• [EXERCISE DESCRIPTION]:
Sort through the listing below and keep each line with the word "peers". Copy those.

• [PROVIDED DATA]:
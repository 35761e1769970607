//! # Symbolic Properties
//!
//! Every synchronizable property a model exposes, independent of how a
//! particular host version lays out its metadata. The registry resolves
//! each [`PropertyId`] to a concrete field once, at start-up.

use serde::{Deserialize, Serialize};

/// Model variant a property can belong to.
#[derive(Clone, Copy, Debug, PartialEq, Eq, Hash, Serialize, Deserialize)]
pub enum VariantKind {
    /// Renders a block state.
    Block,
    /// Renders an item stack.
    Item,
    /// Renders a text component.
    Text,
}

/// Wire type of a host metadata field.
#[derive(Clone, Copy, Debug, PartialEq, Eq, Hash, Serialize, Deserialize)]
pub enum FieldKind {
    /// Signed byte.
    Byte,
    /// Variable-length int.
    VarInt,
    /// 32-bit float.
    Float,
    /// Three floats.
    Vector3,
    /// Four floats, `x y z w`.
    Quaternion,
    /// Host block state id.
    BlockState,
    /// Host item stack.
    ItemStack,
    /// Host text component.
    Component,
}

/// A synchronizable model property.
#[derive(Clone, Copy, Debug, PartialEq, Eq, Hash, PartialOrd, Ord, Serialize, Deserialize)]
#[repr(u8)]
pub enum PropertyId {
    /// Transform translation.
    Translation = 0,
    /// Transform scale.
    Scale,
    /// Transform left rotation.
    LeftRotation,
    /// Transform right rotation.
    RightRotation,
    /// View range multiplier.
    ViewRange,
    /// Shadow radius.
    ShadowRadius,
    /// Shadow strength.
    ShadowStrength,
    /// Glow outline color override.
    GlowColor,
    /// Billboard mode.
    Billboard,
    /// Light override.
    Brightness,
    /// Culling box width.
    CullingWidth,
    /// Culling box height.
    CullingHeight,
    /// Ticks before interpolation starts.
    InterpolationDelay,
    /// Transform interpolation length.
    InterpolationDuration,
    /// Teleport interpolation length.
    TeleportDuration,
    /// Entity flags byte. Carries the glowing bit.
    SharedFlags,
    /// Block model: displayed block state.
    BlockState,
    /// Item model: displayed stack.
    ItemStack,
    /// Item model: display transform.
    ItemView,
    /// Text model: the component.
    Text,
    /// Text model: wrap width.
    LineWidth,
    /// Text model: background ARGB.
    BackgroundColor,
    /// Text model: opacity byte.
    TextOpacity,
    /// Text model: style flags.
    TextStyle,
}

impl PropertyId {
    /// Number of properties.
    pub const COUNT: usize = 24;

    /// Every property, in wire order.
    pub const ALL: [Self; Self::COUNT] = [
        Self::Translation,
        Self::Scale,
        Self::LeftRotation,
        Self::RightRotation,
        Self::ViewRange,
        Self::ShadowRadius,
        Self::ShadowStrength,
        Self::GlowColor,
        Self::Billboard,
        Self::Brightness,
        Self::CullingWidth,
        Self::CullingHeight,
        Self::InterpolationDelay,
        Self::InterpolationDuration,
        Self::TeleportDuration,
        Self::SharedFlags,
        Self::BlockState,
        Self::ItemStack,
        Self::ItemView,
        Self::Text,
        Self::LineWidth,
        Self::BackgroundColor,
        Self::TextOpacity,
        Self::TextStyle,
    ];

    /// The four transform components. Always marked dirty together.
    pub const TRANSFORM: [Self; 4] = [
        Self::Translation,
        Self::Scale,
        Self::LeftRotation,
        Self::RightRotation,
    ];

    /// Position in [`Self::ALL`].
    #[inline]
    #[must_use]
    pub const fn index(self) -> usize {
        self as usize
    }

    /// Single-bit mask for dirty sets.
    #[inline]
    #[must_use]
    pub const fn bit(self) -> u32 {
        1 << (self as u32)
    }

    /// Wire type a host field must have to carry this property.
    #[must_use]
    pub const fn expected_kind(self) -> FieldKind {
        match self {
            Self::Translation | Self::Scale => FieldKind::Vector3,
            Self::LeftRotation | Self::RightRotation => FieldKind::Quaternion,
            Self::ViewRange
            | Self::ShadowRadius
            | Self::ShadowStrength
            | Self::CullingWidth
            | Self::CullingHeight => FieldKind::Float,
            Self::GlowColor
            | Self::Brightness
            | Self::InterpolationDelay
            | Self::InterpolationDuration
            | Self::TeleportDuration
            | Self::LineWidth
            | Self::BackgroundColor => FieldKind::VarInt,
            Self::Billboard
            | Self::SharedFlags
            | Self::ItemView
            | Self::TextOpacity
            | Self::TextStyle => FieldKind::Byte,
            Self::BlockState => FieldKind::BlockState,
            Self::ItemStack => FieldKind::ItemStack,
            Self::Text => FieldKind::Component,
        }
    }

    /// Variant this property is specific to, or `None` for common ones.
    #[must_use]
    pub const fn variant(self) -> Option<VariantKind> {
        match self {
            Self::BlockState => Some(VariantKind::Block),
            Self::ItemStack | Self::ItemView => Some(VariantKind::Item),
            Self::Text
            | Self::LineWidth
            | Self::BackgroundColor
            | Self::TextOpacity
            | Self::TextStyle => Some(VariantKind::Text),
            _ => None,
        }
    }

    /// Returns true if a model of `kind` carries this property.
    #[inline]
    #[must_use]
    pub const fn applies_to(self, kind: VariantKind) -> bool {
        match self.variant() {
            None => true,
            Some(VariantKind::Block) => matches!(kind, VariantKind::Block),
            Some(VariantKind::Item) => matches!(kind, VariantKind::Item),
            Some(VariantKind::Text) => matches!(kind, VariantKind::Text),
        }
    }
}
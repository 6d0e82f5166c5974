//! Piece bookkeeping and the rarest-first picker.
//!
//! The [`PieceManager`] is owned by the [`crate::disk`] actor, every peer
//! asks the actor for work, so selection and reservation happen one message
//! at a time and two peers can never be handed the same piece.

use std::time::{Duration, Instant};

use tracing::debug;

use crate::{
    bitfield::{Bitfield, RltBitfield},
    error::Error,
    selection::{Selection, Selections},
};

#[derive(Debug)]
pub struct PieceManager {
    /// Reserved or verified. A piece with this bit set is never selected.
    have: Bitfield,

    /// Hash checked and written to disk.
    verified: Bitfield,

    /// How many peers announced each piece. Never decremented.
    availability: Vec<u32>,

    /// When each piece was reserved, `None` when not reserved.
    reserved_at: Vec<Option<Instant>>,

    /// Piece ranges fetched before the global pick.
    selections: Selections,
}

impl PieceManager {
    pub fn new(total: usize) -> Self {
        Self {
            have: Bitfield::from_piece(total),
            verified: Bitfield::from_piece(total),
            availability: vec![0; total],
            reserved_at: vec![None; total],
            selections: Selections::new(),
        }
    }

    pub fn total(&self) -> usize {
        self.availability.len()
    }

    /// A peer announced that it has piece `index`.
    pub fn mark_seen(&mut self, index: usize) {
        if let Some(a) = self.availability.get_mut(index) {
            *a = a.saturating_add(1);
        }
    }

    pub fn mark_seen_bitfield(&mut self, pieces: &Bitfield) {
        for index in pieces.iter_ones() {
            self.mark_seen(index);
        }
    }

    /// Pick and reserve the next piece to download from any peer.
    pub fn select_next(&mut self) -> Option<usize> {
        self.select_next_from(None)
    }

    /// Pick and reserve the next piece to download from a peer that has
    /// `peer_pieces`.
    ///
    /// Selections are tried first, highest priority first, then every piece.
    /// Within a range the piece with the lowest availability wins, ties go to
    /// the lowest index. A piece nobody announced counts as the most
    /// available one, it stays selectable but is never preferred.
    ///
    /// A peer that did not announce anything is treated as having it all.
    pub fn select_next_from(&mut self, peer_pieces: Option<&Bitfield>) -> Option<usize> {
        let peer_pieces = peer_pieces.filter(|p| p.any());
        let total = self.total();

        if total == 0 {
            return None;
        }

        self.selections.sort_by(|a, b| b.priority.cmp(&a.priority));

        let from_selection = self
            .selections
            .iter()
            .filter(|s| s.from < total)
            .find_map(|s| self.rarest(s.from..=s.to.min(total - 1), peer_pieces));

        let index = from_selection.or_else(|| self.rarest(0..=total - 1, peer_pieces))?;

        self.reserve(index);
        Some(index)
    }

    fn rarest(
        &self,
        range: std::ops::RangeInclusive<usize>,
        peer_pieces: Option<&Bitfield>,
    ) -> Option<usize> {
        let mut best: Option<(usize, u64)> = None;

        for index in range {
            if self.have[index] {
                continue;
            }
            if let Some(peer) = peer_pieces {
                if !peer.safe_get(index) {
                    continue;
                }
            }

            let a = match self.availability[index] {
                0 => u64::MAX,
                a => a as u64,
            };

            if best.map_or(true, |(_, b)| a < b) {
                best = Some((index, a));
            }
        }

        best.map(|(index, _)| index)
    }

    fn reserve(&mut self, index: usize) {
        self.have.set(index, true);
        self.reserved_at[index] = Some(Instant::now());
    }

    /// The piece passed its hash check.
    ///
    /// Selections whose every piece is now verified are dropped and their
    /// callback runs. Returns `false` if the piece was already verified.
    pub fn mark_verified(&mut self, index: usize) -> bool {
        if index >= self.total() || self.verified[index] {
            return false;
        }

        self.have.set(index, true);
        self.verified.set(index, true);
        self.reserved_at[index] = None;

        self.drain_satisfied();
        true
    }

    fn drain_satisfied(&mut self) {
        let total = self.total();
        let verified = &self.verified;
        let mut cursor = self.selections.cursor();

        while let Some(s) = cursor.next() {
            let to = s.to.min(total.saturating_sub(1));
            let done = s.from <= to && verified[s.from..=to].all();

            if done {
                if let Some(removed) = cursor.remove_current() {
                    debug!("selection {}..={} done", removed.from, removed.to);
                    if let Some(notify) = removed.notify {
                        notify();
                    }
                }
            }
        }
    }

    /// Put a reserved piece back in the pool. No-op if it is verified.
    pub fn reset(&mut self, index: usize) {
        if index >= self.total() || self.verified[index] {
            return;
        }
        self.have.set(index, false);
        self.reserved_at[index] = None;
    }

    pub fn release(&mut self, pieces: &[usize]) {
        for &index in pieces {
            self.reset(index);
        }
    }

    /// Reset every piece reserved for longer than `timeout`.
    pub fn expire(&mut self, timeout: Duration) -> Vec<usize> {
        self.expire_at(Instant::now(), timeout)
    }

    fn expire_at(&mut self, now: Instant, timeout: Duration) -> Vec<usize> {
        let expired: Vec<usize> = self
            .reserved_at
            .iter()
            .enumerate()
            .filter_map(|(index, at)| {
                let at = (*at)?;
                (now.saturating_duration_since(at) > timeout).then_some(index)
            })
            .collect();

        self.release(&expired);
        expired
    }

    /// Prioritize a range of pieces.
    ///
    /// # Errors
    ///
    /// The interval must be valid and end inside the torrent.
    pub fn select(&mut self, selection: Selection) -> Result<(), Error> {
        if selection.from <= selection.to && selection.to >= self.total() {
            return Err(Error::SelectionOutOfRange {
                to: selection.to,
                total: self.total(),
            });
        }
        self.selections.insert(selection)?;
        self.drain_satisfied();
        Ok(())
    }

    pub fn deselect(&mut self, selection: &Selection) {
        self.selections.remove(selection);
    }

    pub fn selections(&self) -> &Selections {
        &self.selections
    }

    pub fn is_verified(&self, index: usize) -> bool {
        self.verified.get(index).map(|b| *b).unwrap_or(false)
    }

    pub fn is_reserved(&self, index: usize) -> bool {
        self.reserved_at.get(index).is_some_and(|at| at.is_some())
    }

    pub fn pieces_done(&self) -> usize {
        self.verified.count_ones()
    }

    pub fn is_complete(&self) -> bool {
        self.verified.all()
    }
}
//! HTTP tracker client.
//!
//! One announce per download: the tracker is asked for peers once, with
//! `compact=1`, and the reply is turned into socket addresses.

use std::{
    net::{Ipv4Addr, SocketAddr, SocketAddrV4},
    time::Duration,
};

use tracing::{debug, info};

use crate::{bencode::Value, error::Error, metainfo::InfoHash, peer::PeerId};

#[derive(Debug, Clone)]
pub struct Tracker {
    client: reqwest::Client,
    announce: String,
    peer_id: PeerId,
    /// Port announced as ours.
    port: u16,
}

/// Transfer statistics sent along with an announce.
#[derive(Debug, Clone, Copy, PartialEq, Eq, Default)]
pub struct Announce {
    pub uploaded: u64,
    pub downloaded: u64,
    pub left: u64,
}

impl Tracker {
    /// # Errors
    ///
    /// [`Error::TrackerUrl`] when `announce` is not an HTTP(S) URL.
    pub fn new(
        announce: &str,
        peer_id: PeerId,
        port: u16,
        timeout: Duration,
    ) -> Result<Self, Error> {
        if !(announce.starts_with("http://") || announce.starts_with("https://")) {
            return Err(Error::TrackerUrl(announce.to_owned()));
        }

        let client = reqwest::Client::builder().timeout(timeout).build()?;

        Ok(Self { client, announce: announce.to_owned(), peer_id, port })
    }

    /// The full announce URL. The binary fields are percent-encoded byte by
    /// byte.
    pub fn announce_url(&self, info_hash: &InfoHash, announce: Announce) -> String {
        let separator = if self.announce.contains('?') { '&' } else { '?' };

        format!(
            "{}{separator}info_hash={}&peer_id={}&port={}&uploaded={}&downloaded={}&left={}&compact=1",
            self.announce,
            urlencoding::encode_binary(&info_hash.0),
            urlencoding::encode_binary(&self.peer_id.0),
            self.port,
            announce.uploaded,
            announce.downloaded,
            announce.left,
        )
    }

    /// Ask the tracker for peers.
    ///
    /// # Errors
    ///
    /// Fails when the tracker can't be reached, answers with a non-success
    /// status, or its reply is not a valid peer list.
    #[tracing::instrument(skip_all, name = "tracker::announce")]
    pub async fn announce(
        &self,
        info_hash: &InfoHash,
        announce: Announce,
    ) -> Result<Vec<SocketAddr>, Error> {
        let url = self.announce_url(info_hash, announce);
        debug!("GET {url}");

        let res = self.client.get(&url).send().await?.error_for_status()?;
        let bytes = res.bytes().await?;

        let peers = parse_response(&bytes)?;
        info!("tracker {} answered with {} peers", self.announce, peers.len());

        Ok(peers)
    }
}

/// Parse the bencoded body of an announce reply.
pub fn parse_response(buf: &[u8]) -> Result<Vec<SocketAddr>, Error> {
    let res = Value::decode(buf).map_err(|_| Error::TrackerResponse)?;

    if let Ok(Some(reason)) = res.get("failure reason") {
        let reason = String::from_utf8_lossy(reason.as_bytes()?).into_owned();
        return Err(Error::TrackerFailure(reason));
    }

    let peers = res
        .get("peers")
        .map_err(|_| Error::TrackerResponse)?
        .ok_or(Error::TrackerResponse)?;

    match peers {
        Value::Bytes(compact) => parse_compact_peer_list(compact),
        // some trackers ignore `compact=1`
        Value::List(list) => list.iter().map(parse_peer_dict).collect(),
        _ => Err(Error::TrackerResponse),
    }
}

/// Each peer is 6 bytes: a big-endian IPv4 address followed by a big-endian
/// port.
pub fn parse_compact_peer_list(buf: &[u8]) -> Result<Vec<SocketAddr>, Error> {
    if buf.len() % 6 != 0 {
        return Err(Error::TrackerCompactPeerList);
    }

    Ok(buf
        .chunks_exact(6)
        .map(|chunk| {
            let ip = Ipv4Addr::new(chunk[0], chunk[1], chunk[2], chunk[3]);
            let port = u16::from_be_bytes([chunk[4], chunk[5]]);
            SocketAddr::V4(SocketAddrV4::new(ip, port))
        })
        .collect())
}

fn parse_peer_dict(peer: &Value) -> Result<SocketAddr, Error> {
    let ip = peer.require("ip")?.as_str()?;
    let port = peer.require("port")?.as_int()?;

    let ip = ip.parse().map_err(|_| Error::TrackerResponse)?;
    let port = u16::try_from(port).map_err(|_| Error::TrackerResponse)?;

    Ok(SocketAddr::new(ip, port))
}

• [TASK SOLUTION]:
//! at a time and two peers can never be handed the same piece.
    /// How many peers announced each piece. Never decremented.
//! One announce per download: the tracker is asked for peers once, with
    /// Ask the tracker for peers.
        let peers = parse_response(&bytes)?;
        info!("tracker {} answered with {} peers", self.announce, peers.len());
        Ok(peers)
    let peers = res
        .get("peers")
    match peers {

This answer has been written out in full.